_Data listing_.

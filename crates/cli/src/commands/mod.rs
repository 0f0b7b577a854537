use async_trait::async_trait;
use clap::Subcommand;
use std::error::Error;

pub mod classify;
pub mod diff;
pub mod inspect;

/// CLI subcommands for Relict.
#[derive(Subcommand)]
pub enum Cmd {
    /// Parse one CFG file and report its blocks, levels, and projections.
    Inspect(inspect::InspectArgs),
    /// Diff two versions of a function: correspondence plus edge sets.
    Diff(diff::DiffArgs),
    /// Score historical candidates against a vulnerable/patched pair.
    Classify(classify::ClassifyArgs),
}

/// Trait for executing CLI subcommands.
///
/// Implementors define the logic for ingesting CFG inputs and producing
/// output (block reports, diff exports, or classification verdicts).
#[async_trait]
pub trait Command {
    /// Executes the subcommand.
    ///
    /// # Returns
    /// A `Result` indicating success or an error if execution fails.
    async fn execute(self) -> Result<(), Box<dyn Error>>;
}

#[async_trait]
impl Command for Cmd {
    async fn execute(self) -> Result<(), Box<dyn Error>> {
        match self {
            Cmd::Inspect(args) => args.execute().await,
            Cmd::Diff(args) => args.execute().await,
            Cmd::Classify(args) => args.execute().await,
        }
    }
}
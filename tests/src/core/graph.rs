use relict_core::{Cfg, Error, Vertex};

fn block(name: &str, ssa: i64) -> Vertex {
    Vertex::new(name, ssa, vec!["ret void".into()])
}

#[test]
fn duplicate_identity_is_rejected() {
    let mut g = Cfg::new();
    g.add_vertex(block("NodeA", 0)).unwrap();
    let err = g.add_vertex(block("NodeA", 1)).unwrap_err();
    assert!(matches!(err, Error::DuplicateVertex(name) if name == "NodeA"));
}

#[test]
fn padding_vertices_bypass_the_identity_index() {
    let mut g = Cfg::new();
    g.add_vertex(block("NodeA", 0)).unwrap();
    g.add_vertex(Vertex::padding()).unwrap();
    g.add_vertex(Vertex::padding()).unwrap();

    assert_eq!(g.vertex_count(), 3);
    assert_eq!(g.vertex_names(), vec!["NodeA"]);
}

#[test]
fn entry_requires_exactly_one_root() {
    let mut g = Cfg::new();
    g.add_vertex(block("NodeA", 0)).unwrap();
    g.add_vertex(block("NodeB", 1)).unwrap();
    assert!(matches!(
        g.assign_levels().unwrap_err(),
        Error::MultipleEntryBlocks(2)
    ));

    let empty = Cfg::new();
    assert!(matches!(empty.entry().unwrap_err(), Error::NoEntryBlock));
}

#[test]
fn neighbors_reflect_edge_direction() {
    let mut g = Cfg::new();
    for (name, ssa) in [("NodeA", 0), ("NodeB", 1), ("NodeC", 2)] {
        g.add_vertex(block(name, ssa)).unwrap();
    }
    g.add_edge("NodeA", "NodeB", None).unwrap();
    g.add_edge("NodeA", "NodeC", Some("F".into())).unwrap();

    let mut succ = g.successors("NodeA");
    succ.sort_unstable();
    assert_eq!(succ, vec!["NodeB", "NodeC"]);
    assert_eq!(g.predecessors("NodeB"), vec!["NodeA"]);
    assert!(g.successors("NodeB").is_empty());
    assert!(g.successors("NodeMissing").is_empty());
}

#[test]
fn duplicate_edges_are_kept() {
    let mut g = Cfg::new();
    g.add_vertex(block("NodeA", 0)).unwrap();
    g.add_vertex(block("NodeB", 1)).unwrap();
    g.add_edge("NodeA", "NodeB", Some("T".into())).unwrap();
    g.add_edge("NodeA", "NodeB", Some("F".into())).unwrap();

    assert_eq!(g.edge_count(), 2);
    assert!(g.has_edge("NodeA", "NodeB"));
}
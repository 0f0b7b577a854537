//! Three-way vulnerability-presence classification.
//!
//! The patch signature is the diff between the known-vulnerable graph V and
//! the known-patched graph P: the blocks and edges the patch removed, plus
//! the edges it introduced. A historical candidate H is then matched
//! against both endpoints: a backward pass (H vs V) checks whether the
//! removed material is still present, a forward pass (H vs P) checks
//! whether the fix-specific wiring already exists. Every check lands in a
//! confusion-matrix bucket:
//!
//! - removed block/edge found in H   → true positive (still vulnerable)
//! - removed block/edge absent in H  → false negative
//! - fix-only edge already in H      → false positive (fix signature is
//!   not discriminative for this candidate)
//! - fix-only edge absent in H       → true negative
//!
//! A missing or unconserved match never produces a true positive; the
//! classifier fails toward false negative.

use crate::correspondence::{EdgeClasses, GraphDiff, classify_edges, match_graphs};
use crate::metric::Weights;
use relict_core::{Cfg, EdgeRecord};
use serde::Serialize;
use std::collections::HashSet;

/// What a verdict record refers to.
#[derive(Debug, Clone, Copy, PartialEq, Eq, Serialize)]
#[serde(rename_all = "lowercase")]
pub enum SubjectKind {
    /// A basic block removed by the patch.
    Vertex,
    /// A control-flow edge removed or introduced by the patch.
    Edge,
}

/// Which correspondence pass produced a verdict.
#[derive(Debug, Clone, Copy, PartialEq, Eq, Serialize)]
#[serde(rename_all = "lowercase")]
pub enum Direction {
    /// Candidate matched against the vulnerable version.
    Backward,
    /// Candidate matched against the patched version.
    Forward,
}

/// Confusion-matrix bucket for one signature element.
#[derive(Debug, Clone, Copy, PartialEq, Eq, Serialize)]
#[serde(rename_all = "lowercase")]
pub enum Outcome {
    /// Vulnerable pattern detected in the candidate.
    Tp,
    /// Fix-only pattern detected: would wrongly flag the candidate.
    Fp,
    /// Fix-only pattern absent, correctly not flagged.
    Tn,
    /// Vulnerable pattern not detected in the candidate.
    Fn,
}

/// Per-element verdict in the classification stream.
#[derive(Debug, Clone, Serialize)]
pub struct Verdict {
    /// Vertex or edge.
    pub kind: SubjectKind,
    /// Pass that produced this verdict.
    pub direction: Direction,
    /// Confusion-matrix bucket.
    pub outcome: Outcome,
    /// Identity of the signature element (source identity for edges).
    pub subject_src: String,
    /// Destination identity for edge subjects.
    pub subject_dst: Option<String>,
    /// Mapped identity in the candidate graph, when a match existed.
    pub mapped_src: Option<String>,
    /// Mapped destination identity for edge subjects.
    pub mapped_dst: Option<String>,
}

/// Aggregated confusion matrix with derived ratios.
///
/// Ratios are `None` when their denominator is zero (e.g. a signature with
/// no deleted material has no recall to speak of); they never panic and
/// never produce NaN.
#[derive(Debug, Clone, Copy, Default, Serialize)]
pub struct Summary {
    /// True positives.
    pub tp: u32,
    /// False positives.
    pub fp: u32,
    /// True negatives.
    pub tn: u32,
    /// False negatives.
    #[serde(rename = "fn")]
    pub fneg: u32,
    /// `(tp + tn) / total`.
    pub accuracy: Option<f64>,
    /// `tp / (tp + fn)`.
    pub recall: Option<f64>,
    /// `tp / (tp + fp)`.
    pub precision: Option<f64>,
}

impl Summary {
    fn from_verdicts(verdicts: &[Verdict]) -> Self {
        let mut s = Summary::default();
        for v in verdicts {
            match v.outcome {
                Outcome::Tp => s.tp += 1,
                Outcome::Fp => s.fp += 1,
                Outcome::Tn => s.tn += 1,
                Outcome::Fn => s.fneg += 1,
            }
        }
        s.accuracy = ratio(s.tp + s.tn, s.tp + s.fp + s.tn + s.fneg);
        s.recall = ratio(s.tp, s.tp + s.fneg);
        s.precision = ratio(s.tp, s.tp + s.fp);
        s
    }
}

fn ratio(num: u32, denom: u32) -> Option<f64> {
    (denom != 0).then(|| f64::from(num) / f64::from(denom))
}

/// Result of classifying one candidate build.
#[derive(Debug, Clone, Serialize)]
pub struct Classification {
    /// Per-element verdict stream, deleted vertices first, then deleted
    /// edges, then added edges.
    pub verdicts: Vec<Verdict>,
    /// Aggregated confusion matrix.
    pub summary: Summary,
}

/// Scores whether `candidate` still carries the vulnerability whose fix is
/// the difference between `vulnerable` and `patched`.
pub fn classify_candidate(
    vulnerable: &Cfg,
    patched: &Cfg,
    candidate: &Cfg,
    weights: &Weights,
) -> Classification {
    // Patch signature: what the fix removed and what it introduced.
    let signature = match_graphs(vulnerable, patched, weights);
    let signature_edges = classify_edges(vulnerable, patched, &signature);

    let deleted: HashSet<&str> = signature
        .diff
        .iter()
        .filter(|p| !p.old.is_padding())
        .map(|p| p.old.name.as_str())
        .collect();
    let retained: HashSet<&str> = signature
        .same
        .iter()
        .map(|p| p.old.name.as_str())
        .collect();

    tracing::debug!(
        deleted_vertices = deleted.len(),
        deleted_edges = signature_edges.deleted.len(),
        added_edges = signature_edges.added.len(),
        "extracted patch signature"
    );

    let backward = match_graphs(candidate, vulnerable, weights);
    let forward = match_graphs(candidate, patched, weights);

    let mut verdicts = Vec::new();
    score_deleted_vertices(&mut verdicts, &deleted, vulnerable, candidate, &backward);
    score_deleted_edges(
        &mut verdicts,
        &signature_edges,
        &deleted,
        &retained,
        vulnerable,
        candidate,
        &backward,
    );
    score_added_edges(&mut verdicts, &signature_edges, patched, candidate, &forward);

    let summary = Summary::from_verdicts(&verdicts);
    Classification { verdicts, summary }
}

/// True iff every op-type token of the reference vertex is present in the
/// candidate match's projection, i.e. the candidate still performs at least the
/// operations the reference version performed. Set membership, not
/// multiset: duplicated opcodes are deliberately judged leniently.
fn conserves(reference: &Cfg, ref_name: &str, candidate: &Cfg, cand_name: &str) -> bool {
    let (Some(r), Some(c)) = (reference.vertex(ref_name), candidate.vertex(cand_name)) else {
        return false;
    };
    let available: HashSet<&str> = c.op_types.iter().map(String::as_str).collect();
    r.op_types.iter().all(|t| available.contains(t.as_str()))
}

/// Backward-maps a vulnerable-version identity into the candidate and
/// checks conservation. `None` means no usable match.
fn conserved_match<'a>(
    diff: &'a GraphDiff,
    reference: &Cfg,
    candidate: &Cfg,
    ref_name: &str,
) -> Option<&'a str> {
    let mapped = diff.match_backward(ref_name)?;
    conserves(reference, ref_name, candidate, mapped).then_some(mapped)
}

/// Blocks the patch removed should still be present in a vulnerable
/// candidate: a conserved backward match is a true positive, anything less
/// is a false negative.
fn score_deleted_vertices(
    verdicts: &mut Vec<Verdict>,
    deleted: &HashSet<&str>,
    vulnerable: &Cfg,
    candidate: &Cfg,
    backward: &GraphDiff,
) {
    // HashSet order is unstable; emit in the vulnerable graph's order.
    for name in vulnerable.vertex_names() {
        if !deleted.contains(name) {
            continue;
        }
        let mapped = backward.match_backward(name);
        let outcome = match conserved_match(backward, vulnerable, candidate, name) {
            Some(_) => Outcome::Tp,
            None => Outcome::Fn,
        };
        verdicts.push(Verdict {
            kind: SubjectKind::Vertex,
            direction: Direction::Backward,
            outcome,
            subject_src: name.to_string(),
            subject_dst: None,
            mapped_src: mapped.map(str::to_string),
            mapped_dst: None,
        });
    }
}

/// Edges the patch removed, scored by which endpoints the patch also
/// removed: deleted endpoints must additionally be conserved in the
/// candidate, retained endpoints only need a backward match. In every case
/// the mapped edge itself must exist in the candidate for a true positive.
fn score_deleted_edges(
    verdicts: &mut Vec<Verdict>,
    signature_edges: &EdgeClasses,
    deleted: &HashSet<&str>,
    retained: &HashSet<&str>,
    vulnerable: &Cfg,
    candidate: &Cfg,
    backward: &GraphDiff,
) {
    for edge in &signature_edges.deleted {
        let EdgeRecord { src, dst, .. } = edge;
        let src_mapped = backward.match_backward(src);
        let dst_mapped = backward.match_backward(dst);

        let mapped_edge_present = matches!(
            (src_mapped, dst_mapped),
            (Some(s), Some(d)) if candidate.has_edge(s, d)
        );
        let src_ok = || conserved_match(backward, vulnerable, candidate, src).is_some();
        let dst_ok = || conserved_match(backward, vulnerable, candidate, dst).is_some();

        let detected = match (
            deleted.contains(src.as_str()),
            deleted.contains(dst.as_str()),
        ) {
            (true, true) => mapped_edge_present && src_ok() && dst_ok(),
            (false, true) if retained.contains(src.as_str()) => mapped_edge_present && dst_ok(),
            (true, false) if retained.contains(dst.as_str()) => mapped_edge_present && src_ok(),
            (false, false)
                if retained.contains(src.as_str()) && retained.contains(dst.as_str()) =>
            {
                mapped_edge_present
            }
            _ => {
                tracing::warn!(
                    %src,
                    %dst,
                    "deleted edge endpoint neither deleted nor retained; scoring false negative"
                );
                false
            }
        };

        verdicts.push(Verdict {
            kind: SubjectKind::Edge,
            direction: Direction::Backward,
            outcome: if detected { Outcome::Tp } else { Outcome::Fn },
            subject_src: src.clone(),
            subject_dst: Some(dst.clone()),
            mapped_src: src_mapped.map(str::to_string),
            mapped_dst: dst_mapped.map(str::to_string),
        });
    }
}

/// Edges only the patch introduced. If the candidate already wires the
/// conserved endpoints the same way, the fix signature does not reliably
/// indicate a fix there, which counts as a false positive. Every other
/// case is a true negative: no historical evidence of the fix-only edge.
fn score_added_edges(
    verdicts: &mut Vec<Verdict>,
    signature_edges: &EdgeClasses,
    patched: &Cfg,
    candidate: &Cfg,
    forward: &GraphDiff,
) {
    for edge in &signature_edges.added {
        let EdgeRecord { src, dst, .. } = edge;
        let src_mapped = conserved_match(forward, patched, candidate, src);
        let dst_mapped = conserved_match(forward, patched, candidate, dst);

        let outcome = match (src_mapped, dst_mapped) {
            (Some(s), Some(d)) if candidate.has_edge(s, d) => Outcome::Fp,
            _ => Outcome::Tn,
        };

        verdicts.push(Verdict {
            kind: SubjectKind::Edge,
            direction: Direction::Forward,
            outcome,
            subject_src: src.clone(),
            subject_dst: Some(dst.clone()),
            mapped_src: forward.match_backward(src).map(str::to_string),
            mapped_dst: forward.match_backward(dst).map(str::to_string),
        });
    }
}
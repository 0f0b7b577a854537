use relict_analysis::metric::{instruction_distance, normalized_edit_distance, vertex_cost};
use relict_analysis::{Error, Weights};
use relict_core::{Cfg, Vertex};

fn ops(tokens: &[&str]) -> Vec<String> {
    tokens.iter().map(|t| t.to_string()).collect()
}

fn single(name: &str, instrs: &[&str]) -> Cfg {
    let mut g = Cfg::new();
    g.add_vertex(Vertex::new(name, 0, ops(instrs))).unwrap();
    g.assign_levels().unwrap();
    g
}

#[test]
fn distances_stay_inside_the_unit_interval() {
    let cases = [
        (ops(&["load", "add", "store"]), ops(&["load", "mul", "store"])),
        (ops(&["br"]), ops(&["call strcpy", "br", "ret"])),
        (ops(&[]), ops(&["ret"])),
        (ops(&[]), ops(&[])),
    ];
    for (a, b) in &cases {
        let d = normalized_edit_distance(a, b);
        assert!((0.0..=1.0).contains(&d), "out of range: {d}");
        let blended = instruction_distance(a, b);
        assert!((0.0..=1.0).contains(&blended), "out of range: {blended}");
    }
}

#[test]
fn call_targets_dominate_opcode_churn() {
    // Heavy opcode churn around an identical call target.
    let a = ops(&["load", "add", "call memcpy", "store", "br"]);
    let b = ops(&["mul", "sub", "call memcpy", "xor", "ret"]);
    let same_call = instruction_distance(&a, &b);

    // Identical opcodes around a different call target.
    let c = ops(&["load", "add", "call memcpy", "store", "br"]);
    let d = ops(&["load", "add", "call strncpy", "store", "br"]);
    let changed_call = instruction_distance(&c, &d);

    assert!(same_call < changed_call);
}

#[test]
fn vertex_cost_is_zero_for_identical_blocks_and_one_against_padding() {
    let weights = Weights::default().validated().unwrap();
    let g = single("NodeA", &["%0 = load i32, ptr %p", "ret i32 %0"]);
    let idx = g.index_of("NodeA").unwrap();

    assert!(vertex_cost(&weights, &g, idx, &g, idx).abs() < 1e-12);

    let mut padded = Cfg::new();
    let pad_a = padded.add_vertex(Vertex::padding()).unwrap();
    let pad_b = padded.add_vertex(Vertex::padding()).unwrap();
    assert_eq!(vertex_cost(&weights, &g, idx, &padded, pad_a), 1.0);
    assert_eq!(vertex_cost(&weights, &padded, pad_a, &padded, pad_b), 0.0);
}

#[test]
fn unreachable_block_forces_the_level_term() {
    let weights = Weights {
        instruction: 0.0,
        level: 1.0,
        in_degree: 0.0,
        out_degree: 0.0,
    }
    .validated()
    .unwrap();

    let mut g = Cfg::new();
    g.add_vertex(Vertex::new("NodeA", 0, ops(&["ret void"]))).unwrap();
    g.add_vertex(Vertex::new("NodeB", 1, ops(&["ret void"]))).unwrap();
    g.add_vertex(Vertex::new("NodeC", 2, ops(&["ret void"]))).unwrap();
    g.add_edge("NodeB", "NodeC", None).unwrap();
    g.add_edge("NodeC", "NodeB", None).unwrap();
    g.assign_levels().unwrap();

    let reachable = g.index_of("NodeA").unwrap();
    let unreachable = g.index_of("NodeB").unwrap();
    assert_eq!(vertex_cost(&weights, &g, reachable, &g, unreachable), 1.0);
    assert_eq!(vertex_cost(&weights, &g, reachable, &g, reachable), 0.0);
}

#[test]
fn weights_must_sum_to_one() {
    let invalid = Weights {
        instruction: 0.5,
        level: 0.5,
        in_degree: 0.5,
        out_degree: 0.5,
    };
    assert!(matches!(
        invalid.validated().unwrap_err(),
        Error::InvalidWeights(sum) if (sum - 2.0).abs() < 1e-9
    ));
}

#[test]
fn weight_overrides_parse_and_validate() {
    let parsed = Weights::parse("0.4, 0.3, 0.2, 0.1").unwrap();
    assert_eq!(parsed.instruction, 0.4);
    assert_eq!(parsed.out_degree, 0.1);

    assert!(matches!(
        Weights::parse("0.4, 0.3, 0.3").unwrap_err(),
        Error::InvalidWeightSpec(_)
    ));
    assert!(matches!(
        Weights::parse("a,b,c,d").unwrap_err(),
        Error::InvalidWeightSpec(_)
    ));
    assert!(matches!(
        Weights::parse("0.9, 0.9, 0.1, 0.1").unwrap_err(),
        Error::InvalidWeights(_)
    ));
}
// ABOUTME: Routing decision ladder — ordered, first-match-wins model selection.
// ABOUTME: Maps a prompt and call context to a model tier, tool set, and generation params.

use crate::router::intents;
use crate::types::{Location, Mood};

/// Fixed thinking-token allowance applied whenever extended reasoning is on.
pub const REASONING_BUDGET_TOKENS: u32 = 12000;

/// A named backend configuration selected per request.
#[derive(Debug, Clone, Copy, PartialEq, Eq)]
pub enum ModelTier {
    /// Image-capable tier for poetry visualization.
    ImageGen,
    /// Top reasoning tier for duels, parallels, and image analysis.
    Reasoning,
    /// Location-capable tier with map lookup attached.
    Location,
    /// Search-capable tier with web search attached.
    Search,
    /// Low-latency tier for short prompts early in a conversation.
    Lite,
    /// General-purpose default tier.
    General,
}

impl ModelTier {
    /// The backend model identifier for this tier.
    pub fn model_name(&self) -> &'static str {
        match self {
            ModelTier::ImageGen => "gemini-2.5-flash-image",
            ModelTier::Reasoning => "gemini-3-pro-preview",
            ModelTier::Location => "gemini-2.5-flash",
            ModelTier::Search => "gemini-3-flash-preview",
            ModelTier::Lite => "gemini-2.5-flash-lite-latest",
            ModelTier::General => "gemini-3-pro-preview",
        }
    }
}

/// An optional backend capability attached to a request.
#[derive(Debug, Clone, Copy, PartialEq, Eq)]
pub enum ToolKind {
    MapLookup,
    WebSearch,
}

/// The call context the router classifies.
#[derive(Debug, Clone)]
pub struct RouteContext<'a> {
    pub prompt: &'a str,
    /// Number of prior turns in the session.
    pub history_len: usize,
    pub has_attachment: bool,
    pub mood: Option<Mood>,
    /// Last-known coordinates, used as a retrieval bias for map lookups.
    pub location: Option<Location>,
}

/// The router's output: how the generation call should be shaped.
#[derive(Debug, Clone, PartialEq)]
pub struct RoutingDecision {
    pub tier: ModelTier,
    pub tools: Vec<ToolKind>,
    pub retrieval_bias: Option<Location>,
    pub temperature: f32,
    pub extended_reasoning: bool,
    pub image_aspect_ratio: Option<&'static str>,
}

impl RoutingDecision {
    fn for_tier(tier: ModelTier, temperature: f32) -> Self {
        Self {
            tier,
            tools: Vec::new(),
            retrieval_bias: None,
            temperature,
            extended_reasoning: false,
            image_aspect_ratio: None,
        }
    }
}

/// Classify a prompt and produce a routing decision.
///
/// The branches are evaluated top to bottom and the first satisfied one wins.
/// Intent categories are not mutually exclusive, so this order is the
/// tie-break: a prompt matching both the duel and news patterns always gets
/// the duel branch's configuration.
pub fn route(ctx: &RouteContext) -> RoutingDecision {
    let duel = intents::is_duel_intent(ctx.prompt);
    let parallel = intents::is_parallel_intent(ctx.prompt);

    // Branch 1: image generation wins over everything else.
    if intents::is_image_gen_intent(ctx.prompt) {
        let mut decision = RoutingDecision::for_tier(ModelTier::ImageGen, 0.9);
        decision.image_aspect_ratio = Some("1:1");
        return decision;
    }

    // Branch 2: image analysis, duels, and parallels get the top reasoning tier.
    if ctx.has_attachment || duel || parallel {
        let temperature = if duel || parallel { 0.9 } else { 0.7 };
        let mut decision = RoutingDecision::for_tier(ModelTier::Reasoning, temperature);
        decision.extended_reasoning = true;
        return decision;
    }

    // Branch 3: place queries attach map lookup, biased by known coordinates.
    if intents::is_location_query(ctx.prompt) {
        let mut decision = RoutingDecision::for_tier(ModelTier::Location, 0.7);
        decision.tools.push(ToolKind::MapLookup);
        decision.retrieval_bias = ctx.location;
        return decision;
    }

    // Branch 4: time-sensitive queries attach web search.
    if intents::is_news_query(ctx.prompt) {
        let mut decision = RoutingDecision::for_tier(ModelTier::Search, 0.7);
        decision.tools.push(ToolKind::WebSearch);
        return decision;
    }

    // Branch 5: short prompt in a shallow conversation takes the fast lane.
    if ctx.prompt.chars().count() < 50 && ctx.history_len < 3 {
        return RoutingDecision::for_tier(ModelTier::Lite, 0.7);
    }

    // Branch 6: general-purpose default, extended reasoning off.
    RoutingDecision::for_tier(ModelTier::General, 0.7)
}
// ABOUTME: Wire types for the generateContent REST endpoint.
// ABOUTME: Request/response bodies serialized with camelCase field names.

use serde::{Deserialize, Serialize};

/// One piece of a content turn: text or inline binary data.
#[derive(Debug, Clone, Serialize, Deserialize)]
#[serde(rename_all = "camelCase")]
pub struct Part {
    #[serde(skip_serializing_if = "Option::is_none")]
    pub text: Option<String>,
    #[serde(skip_serializing_if = "Option::is_none")]
    pub inline_data: Option<InlineData>,
}

impl Part {
    pub fn text(text: impl Into<String>) -> Self {
        Self {
            text: Some(text.into()),
            inline_data: None,
        }
    }

    pub fn inline(mime_type: impl Into<String>, data: impl Into<String>) -> Self {
        Self {
            text: None,
            inline_data: Some(InlineData {
                mime_type: mime_type.into(),
                data: data.into(),
            }),
        }
    }
}

#[derive(Debug, Clone, Serialize, Deserialize)]
#[serde(rename_all = "camelCase")]
pub struct InlineData {
    pub mime_type: String,
    pub data: String,
}

/// A conversation turn on the wire. Roles are `user` and `model`.
#[derive(Debug, Serialize)]
pub struct Content {
    pub role: String,
    pub parts: Vec<Part>,
}

/// A tool attachment; exactly one field is set per entry.
#[derive(Debug, Default, Serialize)]
#[serde(rename_all = "camelCase")]
pub struct ToolSpec {
    #[serde(skip_serializing_if = "Option::is_none")]
    pub google_maps: Option<EmptyConfig>,
    #[serde(skip_serializing_if = "Option::is_none")]
    pub google_search: Option<EmptyConfig>,
}

/// Serializes as `{}` — the tool entries carry no parameters.
#[derive(Debug, Default, Serialize)]
pub struct EmptyConfig {}

#[derive(Debug, Serialize)]
#[serde(rename_all = "camelCase")]
pub struct LatLng {
    pub latitude: f64,
    pub longitude: f64,
}

#[derive(Debug, Serialize)]
#[serde(rename_all = "camelCase")]
pub struct RetrievalConfig {
    pub lat_lng: LatLng,
}

#[derive(Debug, Serialize)]
#[serde(rename_all = "camelCase")]
pub struct ToolConfig {
    pub retrieval_config: RetrievalConfig,
}

#[derive(Debug, Serialize)]
#[serde(rename_all = "camelCase")]
pub struct ThinkingConfig {
    pub thinking_budget: u32,
}

#[derive(Debug, Serialize)]
#[serde(rename_all = "camelCase")]
pub struct ImageConfig {
    pub aspect_ratio: String,
}

#[derive(Debug, Serialize)]
#[serde(rename_all = "camelCase")]
pub struct GenerationConfig {
    pub temperature: f32,
    #[serde(skip_serializing_if = "Option::is_none")]
    pub thinking_config: Option<ThinkingConfig>,
    #[serde(skip_serializing_if = "Option::is_none")]
    pub image_config: Option<ImageConfig>,
}

/// The full request body for one generateContent call.
#[derive(Debug, Serialize)]
#[serde(rename_all = "camelCase")]
pub struct GenerateContentRequest {
    pub contents: Vec<Content>,
    #[serde(skip_serializing_if = "Option::is_none")]
    pub tools: Option<Vec<ToolSpec>>,
    #[serde(skip_serializing_if = "Option::is_none")]
    pub tool_config: Option<ToolConfig>,
    pub generation_config: GenerationConfig,
}

#[derive(Debug, Deserialize)]
pub struct GenerateContentResponse {
    #[serde(default)]
    pub candidates: Vec<Candidate>,
}

#[derive(Debug, Deserialize)]
#[serde(rename_all = "camelCase")]
pub struct Candidate {
    pub content: Option<CandidateContent>,
    pub grounding_metadata: Option<GroundingMetadata>,
}

#[derive(Debug, Deserialize)]
pub struct CandidateContent {
    #[serde(default)]
    pub parts: Vec<Part>,
}

#[derive(Debug, Deserialize)]
#[serde(rename_all = "camelCase")]
pub struct GroundingMetadata {
    #[serde(default)]
    pub grounding_chunks: Vec<GroundingChunk>,
}

/// A citation chunk; comes back from either the search or the maps tool.
#[derive(Debug, Deserialize)]
pub struct GroundingChunk {
    pub web: Option<ChunkSource>,
    pub maps: Option<ChunkSource>,
}

#[derive(Debug, Deserialize)]
pub struct ChunkSource {
    pub title: String,
    pub uri: String,
}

_Work item_.
When a line of the material holds "metric", count it once, and then give the final number alone.

_Written solution_.
2